Refieren unos pobladores de Camatagua que, años atrás, se vieron obligados a abandonar su pequeña ciudad para darle paso al lecho de un embalse. Volvemos una vez más al síndrome de Lagunillas y a la amenaza perpetua de las aguas. Un oleaje raudo inundó el breve valle y sepultó en segundos la gesta de generaciones enteras, sus afanes y también sus muertes. Cuentan que en los períodos de mayor sequía, cuando el sol de Guárico pone un acento en cada una de las espaldas de los antiguos pobladores, la gente se desquita del pasado consumiendo agua a borbotones y apagando con chorros la sequedad de las gargantas. Y hay quien desde la orilla ha llegado a ver cómo, en el justo medio del embalse, sobresale la punta húmeda del campanario de la vieja iglesia sumergida. Todos los pobladores, todos los niños y viejos, todos los vivos y muertos, durante días y noches, aguardan pacientemente a que repiquen las campanas. Imagen mayor de la narrativa: ser el campanario que resuena en medio de las aguas estancadas.


NOTAS

[1] M. Lucena Giraldo, presentación a Memoria del mundo atlántico, Revista de Occidente, 281, octubre de 2004, p. 6.

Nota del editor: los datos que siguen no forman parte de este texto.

//! Sequential red colour scale shared by the interactive views and the PNG export.

/// ColorBrewer "Reds", light to dark.
const REDS: [[u8; 3]; 9] = [
    [255, 245, 240],
    [254, 224, 210],
    [252, 187, 161],
    [252, 146, 114],
    [251, 106, 74],
    [239, 59, 44],
    [203, 24, 29],
    [165, 15, 21],
    [103, 0, 13],
];

/// Lightest level handed out by [`rank_level`].
const LIGHTEST_RANK_LEVEL: f64 = 0.05;

/// Colour at `level` on the red scale (0 = lightest, 1 = darkest).
pub fn reds(level: f64) -> [u8; 3] {
    let level = if level.is_finite() { level.clamp(0.0, 1.0) } else { 0.0 };
    let pos = level * (REDS.len() - 1) as f64;
    let lo = pos.floor() as usize;
    let hi = (lo + 1).min(REDS.len() - 1);
    let t = pos - lo as f64;

    let mut rgb = [0u8; 3];
    for (c, out) in rgb.iter_mut().enumerate() {
        let a = REDS[lo][c] as f64;
        let b = REDS[hi][c] as f64;
        *out = (a + (b - a) * t).round() as u8;
    }
    rgb
}

/// Level for a 1-based count rank out of `ranks`: rank 1 is darkest, the
/// last rank sits at the light end.
pub fn rank_level(rank: u32, ranks: usize) -> f64 {
    if ranks <= 1 {
        return 1.0;
    }
    let step = (1.0 - LIGHTEST_RANK_LEVEL) / (ranks - 1) as f64;
    1.0 - (rank.saturating_sub(1)) as f64 * step
}

/// Level of `count` on a linear scale between `min` and `max`.
pub fn count_level(count: u64, min: u64, max: u64) -> f64 {
    if max <= min {
        return 1.0;
    }
    (count.saturating_sub(min)) as f64 / (max - min) as f64
}

/// Level of the `index`-th of `len` items, darkest first.
pub fn descending_level(index: usize, len: usize) -> f64 {
    if len <= 1 {
        return 1.0;
    }
    1.0 - index as f64 / (len - 1) as f64
}

pub fn to_egui(rgb: [u8; 3]) -> egui::Color32 {
    egui::Color32::from_rgb(rgb[0], rgb[1], rgb[2])
}

pub fn to_plotters(rgb: [u8; 3]) -> plotters::style::RGBColor {
    plotters::style::RGBColor(rgb[0], rgb[1], rgb[2])
}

[2] J.M. García Ramos, «Introducción al imaginario atlántico. El caso de José Antonio Rial», en Sobre el imaginario atlántico narrativo, Las Palmas de Gran Canaria, Fundación Canaria MAPFRE GUANARTEME, 2012, p. 33.
[3] Entrevista inédita.
[4] [Ibíd.
[5] C. Pacheco, «Un cardumen narrativo: siete aproximaciones a la ficción breve de Antonio López Ortega», La patria y el parricidio, Mérida, Ediciones El otro, el mismo, 2001, pp. 285-293.
[6] Entrevista inédita citada.
[7] A. López Ortega, «Lunar», Lunar, Medellín, Universidad de Antioquia, 1998, p. 75.

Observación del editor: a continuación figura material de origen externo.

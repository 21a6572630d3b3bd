//! Column names of the Major Crime Indicators table and the boundary file.

pub const MCI_CATEGORY: &str = "MCI_CATEGORY";
pub const PREMISES_TYPE: &str = "PREMISES_TYPE";
pub const OCC_YEAR: &str = "OCC_YEAR";
pub const OCC_MONTH: &str = "OCC_MONTH";
pub const OCC_DAY: &str = "OCC_DAY";
pub const OCC_DOW: &str = "OCC_DOW";
pub const OCC_HOUR: &str = "OCC_HOUR";
pub const HOOD_140: &str = "HOOD_140";
pub const NEIGHBOURHOOD_140: &str = "NEIGHBOURHOOD_140";
pub const HOOD_158: &str = "HOOD_158";
pub const NEIGHBOURHOOD_158: &str = "NEIGHBOURHOOD_158";

/// Boundary feature properties.
pub const AREA_SHORT_CODE: &str = "AREA_SHORT_CODE";
pub const AREA_NAME: &str = "AREA_NAME";

/// Placeholder for "no stated area".
pub const NSA_SENTINEL: &str = "NSA";

/// Cell texts read as missing, alongside empty fields.
pub const NULL_MARKERS: [&str; 18] = [
    "#N/A", "#N/A N/A", "#NA", "-1.#IND", "-1.#QNAN", "-NaN", "-nan", "1.#IND", "1.#QNAN",
    "<NA>", "N/A", "NA", "NULL", "NaN", "None", "n/a", "nan", "null",
];

/// Neighbourhood fields that must not carry the sentinel.
pub const SENTINEL_COLUMNS: [&str; 4] = [HOOD_158, NEIGHBOURHOOD_158, HOOD_140, NEIGHBOURHOOD_140];

/// Canonical form of a numeric-looking key.
///
/// `"097"`, `" 97 "` and `"97.0"` all become `"97"`. Anything that is not an
/// integral number is returned trimmed and otherwise untouched.
pub fn normalize_numeric_label(raw: &str) -> String {
    let trimmed = raw.trim();
    if !trimmed.is_empty() && trimmed.bytes().all(|b| b.is_ascii_digit()) {
        let digits = trimmed.trim_start_matches('0');
        return if digits.is_empty() {
            "0".to_string()
        } else {
            digits.to_string()
        };
    }
    match trimmed.parse::<f64>() {
        Ok(v) if v.is_finite() && v.fract() == 0.0 && v.abs() < 1e15 => format!("{}", v as i64),
        _ => trimmed.to_string(),
    }
}

#[cfg(test)]
mod tests {
    use super::*;

    #[test]
    fn numeric_labels_collapse_to_one_key() {
        assert_eq!(normalize_numeric_label("097"), "97");
        assert_eq!(normalize_numeric_label(" 97 "), "97");
        assert_eq!(normalize_numeric_label("97.0"), "97");
        assert_eq!(normalize_numeric_label("000"), "0");
        assert_eq!(normalize_numeric_label("2019.0"), "2019");
    }

    #[test]
    fn non_integral_labels_are_only_trimmed() {
        assert_eq!(normalize_numeric_label(" NSA "), "NSA");
        assert_eq!(normalize_numeric_label("12.5"), "12.5");
        assert_eq!(normalize_numeric_label("C10"), "C10");
    }
}
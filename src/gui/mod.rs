//! GUI module - User interface components

mod app;
mod control_panel;
mod dashboard;

pub use app::DashboardApp;
pub use control_panel::{ControlPanel, ControlPanelAction};
pub use dashboard::Dashboard;
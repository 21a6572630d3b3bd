//! Toronto crime dashboard core.
//!
//! Loads the Major Crime Indicators table and the neighbourhood boundaries,
//! cleans the incidents, and groups them per chart dimension.

pub mod aggregate;
pub mod charts;
pub mod config;
pub mod data;
pub mod pipeline;

pub use aggregate::{AggregateBucket, AggregateError, Aggregator, Dimension, TimeBreakdown};
pub use config::DashboardConfig;
pub use data::DataContext;
pub use pipeline::build_context;
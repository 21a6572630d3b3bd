//! Immutable session data shared by every aggregation.

use crate::data::boundary::NeighbourhoodBoundary;
use crate::data::loader::RawDataset;
use crate::data::processor::{CleaningReport, DataProcessor, ProcessorError};
use polars::prelude::DataFrame;

/// Cleaned incidents plus boundaries, built once at startup and read-only after.
pub struct DataContext {
    incidents: DataFrame,
    boundaries: Vec<NeighbourhoodBoundary>,
    report: CleaningReport,
}

impl DataContext {
    /// Wrap an already-clean incident table.
    pub fn new(incidents: DataFrame, boundaries: Vec<NeighbourhoodBoundary>) -> Self {
        let rows = incidents.height();
        Self {
            incidents,
            boundaries,
            report: CleaningReport {
                rows_in: rows,
                rows_out: rows,
                ..CleaningReport::default()
            },
        }
    }

    /// Clean the raw incident table and take ownership of both tables.
    pub fn from_raw(raw: RawDataset) -> Result<Self, ProcessorError> {
        let (incidents, report) = DataProcessor::clean(&raw.incidents)?;
        Ok(Self {
            incidents,
            boundaries: raw.boundaries,
            report,
        })
    }

    pub fn incidents(&self) -> &DataFrame {
        &self.incidents
    }

    pub fn boundaries(&self) -> &[NeighbourhoodBoundary] {
        &self.boundaries
    }

    pub fn cleaning_report(&self) -> CleaningReport {
        self.report
    }

    pub fn row_count(&self) -> usize {
        self.incidents.height()
    }
}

[8] Julio Miranda, «La narrativa de Antonio López Ortega: “Recuperar historias que ya nadie retiene”», pról. a Calendario y otros textos, de A. López Ortega, Caracas, Monte Ávila Editores-Equinoccio (Universidad Simón Bolívar), 1990, pp. 9-17.
[9] A. López Ortega, «El camino de la alteridad», en El camino de la alteridad, de A. López Ortega, Caracas, Fundarte-Alcaldía de Caracas, 1995, p. 29.
[10] A. López Ortega, «Ars narrativa», en Revista Dominio, Universidad Nacional Experimental Rafael María Baralt, 9, enero de 1994, pp. 99-100.
[11] A. López Ortega, «El camino de la alteridad», op. cit., p. 29.
[12] A. López Ortega, “La persistencia de la acacia», en La sombra inmóvil, Valencia, Pre-Textos, 2014, p. 318.